Last week, stocks closed out on a low note. This week, things have turned around. On the one hand, that's a good thing -- it means any on-paper or on-screen losses you may have seen in your portfolio could, at this point, be gone. But it also poses a challenge -- how do you keep investing when stock prices keep climbing?

Now the reality is that a lot of investors agree that stocks are largely overvalued at this stage of the game, and some think a market crash is imminent. But if you're eager to keep investing in the near term, here's how to handle a market where stocks keep going nowhere but up.

Image source: Getty Images.

1. Be very selective

Your goal as an investor shouldn't be to score the lowest stock price you'll ever get. (Technically, you could set that goal, but you're less likely to be successful.) Rather, it should be to assemble a portfolio of quality stocks that offer solid value and growth potential. As such, you can continue to buy stocks when they're priced higher -- provided you think they'll continue to gain value in time, which leads to our next point.

2. Be in it for the long haul

A quick exit strategy is unlikely to work in a market where stock values are consistently high (it's also unlikely to work in general). If you want to keep investing when stock values are up, make a plan to retain those stocks for many years. If you go in thinking you'll dump them in a year or two, you'll set yourself up to lose money, because they may not appreciate in value in that short a time frame.

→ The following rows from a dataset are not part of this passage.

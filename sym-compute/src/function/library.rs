//! The standard library of user functions.
//!
//! These functions are defined symbolically in terms of the [`Builtin`]s, over the single formal
//! parameter `x`. The differentiator has closed-form rules for many of them (see
//! [`crate::derivative`]); the others are differentiated through their bodies.

use crate::expr::{Expr, Variable};
use once_cell::sync::Lazy;
use std::sync::Arc;
use super::{Builtin, Function, UserFunction};

fn call(builtin: Builtin, arg: Expr) -> Expr {
    Expr::builtin(builtin, vec![arg])
}

fn exp(arg: Expr) -> Expr {
    call(Builtin::Exp, arg)
}

fn ln(arg: Expr) -> Expr {
    call(Builtin::Ln, arg)
}

fn sqrt(arg: Expr) -> Expr {
    call(Builtin::Sqrt, arg)
}

fn one() -> Expr {
    Expr::from(1)
}

fn two() -> Expr {
    Expr::from(2)
}

/// Defines a library function of `x`.
fn define(name: &str, body: fn(Expr) -> Expr) -> Arc<UserFunction> {
    let x = Variable::named("x");
    let body = body(Expr::from(x.clone()));
    Arc::new(UserFunction::unchecked(name, vec![x], body))
}

static LIBRARY: Lazy<Vec<Arc<UserFunction>>> = Lazy::new(|| vec![
    define("cot", |x| one() / call(Builtin::Tan, x)),
    define("sec", |x| one() / call(Builtin::Cos, x)),
    define("cosec", |x| one() / call(Builtin::Sin, x)),

    define("arccot", |x| call(Builtin::Arctan, one() / x)),
    define("arcsec", |x| call(Builtin::Arccos, one() / x)),
    define("arccosec", |x| call(Builtin::Arcsin, one() / x)),

    define("sinh", |x| (exp(x.clone()) - exp(-x)) / two()),
    define("cosh", |x| (exp(x.clone()) + exp(-x)) / two()),
    define("tanh", |x| (exp(x.clone()) - exp(-x.clone())) / (exp(x.clone()) + exp(-x))),
    define("coth", |x| (exp(x.clone()) + exp(-x.clone())) / (exp(x.clone()) - exp(-x))),
    define("sech", |x| two() / (exp(x.clone()) + exp(-x))),
    define("csch", |x| two() / (exp(x.clone()) - exp(-x))),

    define("arcsinh", |x| ln(x.clone() + sqrt(x.clone() * x + one()))),
    define("arccosh", |x| ln(x.clone() + sqrt(x.clone() + one()) * sqrt(x - one()))),
    define("arctanh", |x| ln((one() + x.clone()) / (one() - x)) / two()),
    define("arccoth", |x| ln((x.clone() + one()) / (x - one())) / two()),
    define("arcsech", |x| {
        let recip = one() / x;
        ln(recip.clone() + sqrt(recip.clone() + one()) * sqrt(recip - one()))
    }),
    define("arccsch", |x| ln(one() / x.clone() + sqrt(one() / (x.clone() * x) + one()))),
]);

/// Every function of the standard library.
pub fn library() -> impl Iterator<Item = Function> {
    LIBRARY.iter().map(|function| Function::User(Arc::clone(function)))
}

/// Finds a standard library function by its lower-case name.
pub fn library_function(name: &str) -> Option<Function> {
    LIBRARY
        .iter()
        .find(|function| function.name() == name)
        .map(|function| Function::User(Arc::clone(function)))
}

/// Returns true if `function` is the standard library's own definition, not a user function that
/// happens to share its name.
pub(crate) fn is_library(function: &Arc<UserFunction>) -> bool {
    LIBRARY.iter().any(|defined| Arc::ptr_eq(defined, function))
}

3. Stay away from shorting stocks

When you short a stock, you bet that its value will go down. It's tempting to short stocks that appear to be blatantly overvalued, but doing so could result in serious losses. Just look at what happened to GameStop (NYSE: GME) investors recently. A Reddit thread drove shares of the company up, and many investors had to scramble to close out their short positions, racking up losses in the process. Unless you have an extremely healthy appetite for risk, it's a chance not worth taking.

You might think that investing during a stock market downturn is a difficult thing. But actually, in many ways, it's easier to invest during a stock market crash than it is during periods where stock values do nothing but skyrocket.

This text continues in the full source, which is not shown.